Catcher in the Rye Review

So I sort of started reading this book the other day. It was by some guy called JD Salinger who had only gone and written about teenage angst in the 50s. I mean, the book was great and all, but every so often the confessional, colloquial, stream of consciousness style of writing could get a little annoying. The protagonist was this great kid called Holden Caulfield, you'd like him if you ever met him. Not much happens in the book, it's sort of mainly about Caulfield's feelings - and boy, does that kid have god damn feelings. He has so many god damn feelings that he fails classes (again) and is about to get kicked out of school. The only subject he passes is English. Knowing he has to leave Pencey and all of it's phonies anyway, he leaves after a fight with his room-mate and goes on a weekend of adventure in New York.


The trouble with old Caulfield, though, is that he is just too god damn sensitive to enjoy himself. He is too wrapped up in his own thoughts about where the ducks go in winter, or about his deceased brother Allie and the repercussions of that death on his family to really enjoy or succeed in anything. He happily admits to lying to make himself appear more interesting, and frequently uses different names for himself to the dubious characters he meets. He feels alienated from everyone around him and wants to be someone more exciting than old Holden Caulfield, the grieving kid who lies a lot, flunks classes and annoys girls with his overbearing cynicism. Caulfield's heroes in the book are his dead younger brother Allie, his mildly eccentric yet incredibly perceptive younger sister Phoebe and his older brother: the talented Hollywood "prostitute" writer DB. Once his dough runs out Caulfield breaks into his own home and wakes up old Phoebe. The two have a talk and Phoebe is sore with him for failing school again. She angrily tells him that he doesn't like anything and has no direction. It is then that he tells her that he wants to be the catcher in the rye, someone who saves children from falling into adulthood. He wishes to catch them and return them to innocence. What he doesn't realise is that he has misheard Robert Burns' Comin' Through the Rye poem and that there is no hero that saves. He also doesn't realise it will be Phoebe who will save him from his breakdown by getting him to return home, admit he has problems and get the help he needs.
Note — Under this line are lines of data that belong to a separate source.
//! Process-wide upstream cooldown gate
//!
//! Open Trivia DB allows one request per IP every 5 seconds. Every upstream
//! attempt, from any request and any retry, passes through one shared
//! [`RateLimiter`] so that spacing holds no matter how many callers miss the
//! cache at once.

use std::time::Duration;

use tokio::sync::Mutex;
use tokio::time::{sleep, Instant};
use tracing::debug;

/// Default spacing between upstream calls
pub const DEFAULT_COOLDOWN: Duration = Duration::from_millis(5000);

/// Serializing gate that enforces a minimum interval between upstream calls
#[derive(Debug)]
pub struct RateLimiter {
    cooldown: Duration,
    /// Instant of the most recent call or rate-limit signal
    last_call: Mutex<Option<Instant>>,
}

impl Default for RateLimiter {
    fn default() -> Self {
        Self::new(DEFAULT_COOLDOWN)
    }
}

impl RateLimiter {
    /// Creates a limiter with the given cooldown
    pub fn new(cooldown: Duration) -> Self {
        Self {
            cooldown,
            last_call: Mutex::new(None),
        }
    }

    /// Returns the configured cooldown
    pub fn cooldown(&self) -> Duration {
        self.cooldown
    }

    /// Waits until the cooldown has elapsed, then stamps a new call
    ///
    /// The lock is held across the wait, so concurrent callers queue up and
    /// each one observes the timestamp left by the caller before it.
    pub async fn acquire(&self) {
        let mut last_call = self.last_call.lock().await;

        if let Some(last) = *last_call {
            let elapsed = last.elapsed();
            if elapsed < self.cooldown {
                let wait = self.cooldown - elapsed;
                debug!(
                    wait_ms = %wait.as_millis(),
                    "Waiting to respect upstream rate limit"
                );
                sleep(wait).await;
            }
        }

        *last_call = Some(Instant::now());
    }

    /// Records that upstream just signalled a rate limit
    ///
    /// The next [`acquire`](Self::acquire) waits a full cooldown from now.
    pub async fn record_rate_limited(&self) {
        *self.last_call.lock().await = Some(Instant::now());
    }

    /// Instant of the last recorded call, if any
    pub async fn last_call(&self) -> Option<Instant> {
        *self.last_call.lock().await
    }
}

#[cfg(test)]
mod tests {
    use super::*;
    use std::sync::Arc;

    #[tokio::test(start_paused = true)]
    async fn test_first_acquire_does_not_wait() {
        let limiter = RateLimiter::default();
        let start = Instant::now();

        limiter.acquire().await;

        assert_eq!(start.elapsed(), Duration::ZERO);
        assert!(limiter.last_call().await.is_some());
    }

    #[tokio::test(start_paused = true)]
    async fn test_second_acquire_waits_full_cooldown() {
        let limiter = RateLimiter::default();

        limiter.acquire().await;
        let first = Instant::now();
        limiter.acquire().await;

        assert!(first.elapsed() >= DEFAULT_COOLDOWN);
    }

    #[tokio::test(start_paused = true)]
    async fn test_acquire_only_waits_the_remainder() {
        let limiter = RateLimiter::new(Duration::from_millis(5000));

        limiter.acquire().await;
        sleep(Duration::from_millis(3000)).await;

        let before = Instant::now();
        limiter.acquire().await;
        let waited = before.elapsed();

        assert!(waited >= Duration::from_millis(2000));
        assert!(waited < Duration::from_millis(2500));
    }

    #[tokio::test(start_paused = true)]
    async fn test_no_wait_after_cooldown_elapsed() {
        let limiter = RateLimiter::new(Duration::from_millis(100));

        limiter.acquire().await;
        sleep(Duration::from_millis(150)).await;

        let before = Instant::now();
        limiter.acquire().await;

        assert_eq!(before.elapsed(), Duration::ZERO);
    }

    #[tokio::test(start_paused = true)]
    async fn test_record_rate_limited_pushes_next_call_back() {
        let limiter = RateLimiter::default();

        limiter.acquire().await;
        sleep(Duration::from_millis(4000)).await;
        limiter.record_rate_limited().await;

        let before = Instant::now();
        limiter.acquire().await;

        assert!(before.elapsed() >= DEFAULT_COOLDOWN);
    }

    #[tokio::test(start_paused = true)]
    async fn test_concurrent_callers_are_spaced_by_cooldown() {
        let limiter = Arc::new(RateLimiter::default());

        let handles: Vec<_> = (0..4)
            .map(|_| {
                let limiter = Arc::clone(&limiter);
                tokio::spawn(async move {
                    limiter.acquire().await;
                    Instant::now()
                })
            })
            .collect();

        let mut stamps = Vec::new();
        for handle in handles {
            stamps.push(handle.await.expect("task should not panic"));
        }
        stamps.sort();

        for pair in stamps.windows(2) {
            assert!(pair[1] - pair[0] >= DEFAULT_COOLDOWN);
        }
    }
}
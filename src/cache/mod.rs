//! Cache module for fetched question batches
//!
//! Batches are kept in memory, keyed by [`QuerySignature`], and expire after a
//! fixed TTL. Expired entries are never returned. The store sits behind the
//! [`QuestionCache`] trait and reads time from a [`Clock`] so tests can drive
//! expiry deterministically.

mod clock;
mod manager;

pub use clock::{Clock, ManualClock, SystemClock};
pub use manager::{CacheManager, CachedBatch};

use std::sync::Arc;
use std::time::Duration;

use crate::data::{Question, QuerySignature};

/// Time-to-live for cached batches
pub const CACHE_TTL: Duration = Duration::from_secs(3600);

/// Storage for fetched batches
pub trait QuestionCache: Send + Sync {
    /// Returns the live batch for `signature`, or `None` if absent or expired
    fn get(&self, signature: &QuerySignature) -> Option<CachedBatch>;

    /// Stores `questions` under `signature`, replacing any previous entry
    fn set(&self, signature: QuerySignature, questions: Arc<[Question]>, ttl: Duration);

    /// Drops every expired entry, returning how many were removed
    fn purge_expired(&self) -> usize;

    /// Number of stored entries, expired ones included until purged
    fn len(&self) -> usize;

    /// Whether the store holds no entries
    fn is_empty(&self) -> bool {
        self.len() == 0
    }
}
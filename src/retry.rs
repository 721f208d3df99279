//! Retry policy for upstream fetches
//!
//! A fixed-delay retry loop with one special case: after an HTTP 429 the
//! policy waits the upstream's documented cooldown instead of the base delay
//! and feeds the failure time back into the [`RateLimiter`].

use std::future::Future;
use std::time::Duration;

use thiserror::Error;
use tokio::time::sleep;
use tracing::{info, warn};

use crate::data::UpstreamError;
use crate::rate_limit::RateLimiter;

/// Configuration for the retry loop
#[derive(Clone, Debug, PartialEq, Eq)]
pub struct RetryConfig {
    /// Total attempts, including the first one
    pub max_attempts: u32,
    /// Wait after an ordinary failure
    pub base_delay: Duration,
    /// Wait after a rate-limited failure
    pub rate_limit_delay: Duration,
}

impl Default for RetryConfig {
    fn default() -> Self {
        Self {
            max_attempts: 3,
            base_delay: Duration::from_millis(1000),
            rate_limit_delay: Duration::from_millis(5000),
        }
    }
}

impl RetryConfig {
    /// Builder: set max attempts
    pub fn with_max_attempts(mut self, max_attempts: u32) -> Self {
        self.max_attempts = max_attempts;
        self
    }

    /// Builder: set base delay
    pub fn with_base_delay(mut self, base_delay: Duration) -> Self {
        self.base_delay = base_delay;
        self
    }

    /// Builder: set the wait used after a 429
    pub fn with_rate_limit_delay(mut self, rate_limit_delay: Duration) -> Self {
        self.rate_limit_delay = rate_limit_delay;
        self
    }
}

/// Error returned when every attempt failed
#[derive(Debug, Error)]
pub enum RetryError {
    #[error("All {attempts} attempts failed, last error: {last_error}")]
    Exhausted {
        attempts: u32,
        last_error: UpstreamError,
    },
}

impl RetryError {
    /// Number of attempts made before giving up
    pub fn attempts(&self) -> u32 {
        match self {
            RetryError::Exhausted { attempts, .. } => *attempts,
        }
    }

    /// Get the last underlying error
    pub fn into_inner(self) -> UpstreamError {
        match self {
            RetryError::Exhausted { last_error, .. } => last_error,
        }
    }
}

/// Runs upstream operations under the retry policy
#[derive(Clone, Debug, Default)]
pub struct RetryPolicy {
    config: RetryConfig,
}

impl RetryPolicy {
    /// Create a new retry policy
    pub fn new(config: RetryConfig) -> Self {
        Self { config }
    }

    /// Current configuration
    pub fn config(&self) -> &RetryConfig {
        &self.config
    }

    /// Execute `operation` until it succeeds or the attempt budget runs out
    ///
    /// Each attempt first passes the rate limiter gate. There is no wait after
    /// the final attempt; its error is returned inside [`RetryError::Exhausted`].
    pub async fn execute<F, Fut, T>(
        &self,
        limiter: &RateLimiter,
        mut operation: F,
    ) -> Result<T, RetryError>
    where
        F: FnMut() -> Fut,
        Fut: Future<Output = Result<T, UpstreamError>>,
    {
        let max_attempts = self.config.max_attempts.max(1);
        let mut attempt = 0;

        loop {
            attempt += 1;
            limiter.acquire().await;
            info!(attempt = %attempt, "Fetching from Open Trivia DB");

            let error = match operation().await {
                Ok(result) => {
                    if attempt > 1 {
                        info!(attempt = %attempt, "Succeeded after retries");
                    }
                    return Ok(result);
                }
                Err(e) => e,
            };

            warn!(
                attempt = %attempt,
                max_attempts = %max_attempts,
                error = %error,
                "Upstream attempt failed"
            );

            let wait = if error.is_rate_limited() {
                limiter.record_rate_limited().await;
                self.config.rate_limit_delay
            } else {
                self.config.base_delay
            };

            if attempt >= max_attempts {
                return Err(RetryError::Exhausted {
                    attempts: attempt,
                    last_error: error,
                });
            }

            sleep(wait).await;
        }
    }
}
The Catcher in the Rye was a book written for adults which explained to them the gap between childhood and adulthood. At the time the book was written teenage angst was something ignored and barely seen out of the corner of a parents eye. To most families it didn't exist and wasn't understood, but old JD understood alright. He wrote a book that became a god damn best seller he understood so god damn well. The book became popular with teenagers the world over who have learnt that having doubts is OK and being lost for a while is OK too because, just like those ducks in winter, you will eventually make it back to the place you want to be.